Eurozone awaits Greek referendum

The Euro’s opening gap lower at the start of the Asian session is steadily being filled, with around half done so far. At the lows, the euro was 1.9% lower vs. Friday’s closing levels, but currently funds itself around 0.8% weaker vs. the dollar. You can find more on the weekend developments and the implications in our blog (“The single currency is to blame”). The situation is that the Greek financial system is half-frozen, with the stock market closed, together with banks. For the following week, until the proposed Greek referendum next weekend, the story is going to be elsewhere and the degree to which contagion is spreading. This morning, we’ve naturally seen yields on Spanish and Italian debt move higher, the premium over German debt (where yields are lower) widening by some 35bp.
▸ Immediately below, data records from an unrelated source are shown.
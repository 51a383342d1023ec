pub mod diagnostics;
pub mod error;
pub mod estimators;
pub mod log;
pub mod models;
pub mod parsing;
pub mod session;
pub mod store;
pub mod utils;


pub use diagnostics::{DiagnosticEntry, DiagnosticFeed, DiagnosticLevel};
pub use error::{ParseError, SettingsError, TrackerError};
pub use estimators::{
    DpsRow, TargetSnapshot, dps_table, engine_immunity_percentage, immunity_percentage, target_snapshot,
};
pub use log::{LogPipeline, LogTracker, log_watcher_thread, process_full_log_file};
pub use models::{
    AcEstimate, AppSettings, AttackEvent, AttackOutcome, CombatEvent, DamageEvent, DpsMode,
    ImmunityAbsorptionEvent, SaveEvent, SaveKind, TargetProfile,
};
pub use parsing::{EventRouter, LineParser};
pub use session::{CombatSession, IngestionHandle};
pub use store::{EventStore, StoredEvent};
use std::collections::BTreeMap;

use chrono::NaiveDateTime;

/// Damage dealt by one actor (or by everyone, for the global accumulator).
#[derive(Debug, Default, Clone, PartialEq, Eq)]
pub struct DpsAccumulator {
    pub first_damage_time: Option<NaiveDateTime>,
    pub last_damage_time: Option<NaiveDateTime>,
    pub total_damage: u64,
    pub damage_by_type: BTreeMap<String, u64>,
}

impl DpsAccumulator {
    pub fn record(&mut self, timestamp: NaiveDateTime, total: u32, breakdown: &[(String, u32)]) {
        self.update_action_time(timestamp);
        self.total_damage += u64::from(total);
        for (dtype, amount) in breakdown {
            *self.damage_by_type.entry(dtype.clone()).or_insert(0) += u64::from(*amount);
        }
    }

    pub fn update_action_time(&mut self, timestamp: NaiveDateTime) {
        if self.first_damage_time.is_none_or(|first| timestamp < first) {
            self.first_damage_time = Some(timestamp);
        }
        if self.last_damage_time.is_none_or(|last| timestamp > last) {
            self.last_damage_time = Some(timestamp);
        }
    }
}

/// Seconds between two log timestamps, never negative.
pub fn elapsed_seconds(first: NaiveDateTime, last: NaiveDateTime) -> i64 {
    (last - first).num_seconds().max(0)
}

/// Damage per second over `elapsed` seconds. A zero-length window (a single
/// instant of damage) reports the raw total, as if one second had passed.
pub fn calculate_dps(total: u64, elapsed: i64) -> f64 {
    let duration_secs = if elapsed > 0 { elapsed } else { 1 };
    total as f64 / duration_secs as f64
}

#[cfg(test)]
mod tests {
    use super::*;
    use chrono::NaiveDate;

    fn at(secs: u32) -> NaiveDateTime {
        NaiveDate::from_ymd_opt(2026, 1, 9)
            .and_then(|d| d.and_hms_opt(14, 30, 0))
            .unwrap()
            + chrono::Duration::seconds(i64::from(secs))
    }

    #[test]
    fn accumulates_totals_and_types() {
        let mut acc = DpsAccumulator::default();
        acc.record(at(5), 100, &[("Fire".into(), 60), ("Physical".into(), 40)]);
        acc.record(at(1), 50, &[("Fire".into(), 50)]);
        assert_eq!(acc.total_damage, 150);
        assert_eq!(acc.damage_by_type["Fire"], 110);
        assert_eq!(acc.first_damage_time, Some(at(1)));
        assert_eq!(acc.last_damage_time, Some(at(5)));
    }

    #[test]
    fn zero_elapsed_reports_raw_total() {
        assert_eq!(calculate_dps(200, 0), 200.0);
        assert_eq!(calculate_dps(200, 10), 20.0);
        assert_eq!(elapsed_seconds(at(10), at(4)), 0);
    }
}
This takes us to levels last seen late 2014. Naturally, a Greek exit from the Eurozone would put a permanent premium on these markets, given that the ECB had previously stated it would do “whatever it takes” to keep the euro together and the single currency was set-up without an exit door, which is now visible and opening for Greece.

The other factor bringing about a more risk averse tone to markets has been the further correction to Chinese stocks, now more than 20% below the peak made earlier this month. This comes despite the weekend rate cut from the People’s Bank of China, the 1-year lending rate cut to 4.85%, with the key required reserves ratio also cut by 50bp. The fact that both were adjusted simultaneously is a strong signal that the Bank are concerned both with the slowing growth picture but also the impact of the reversal of the stock market.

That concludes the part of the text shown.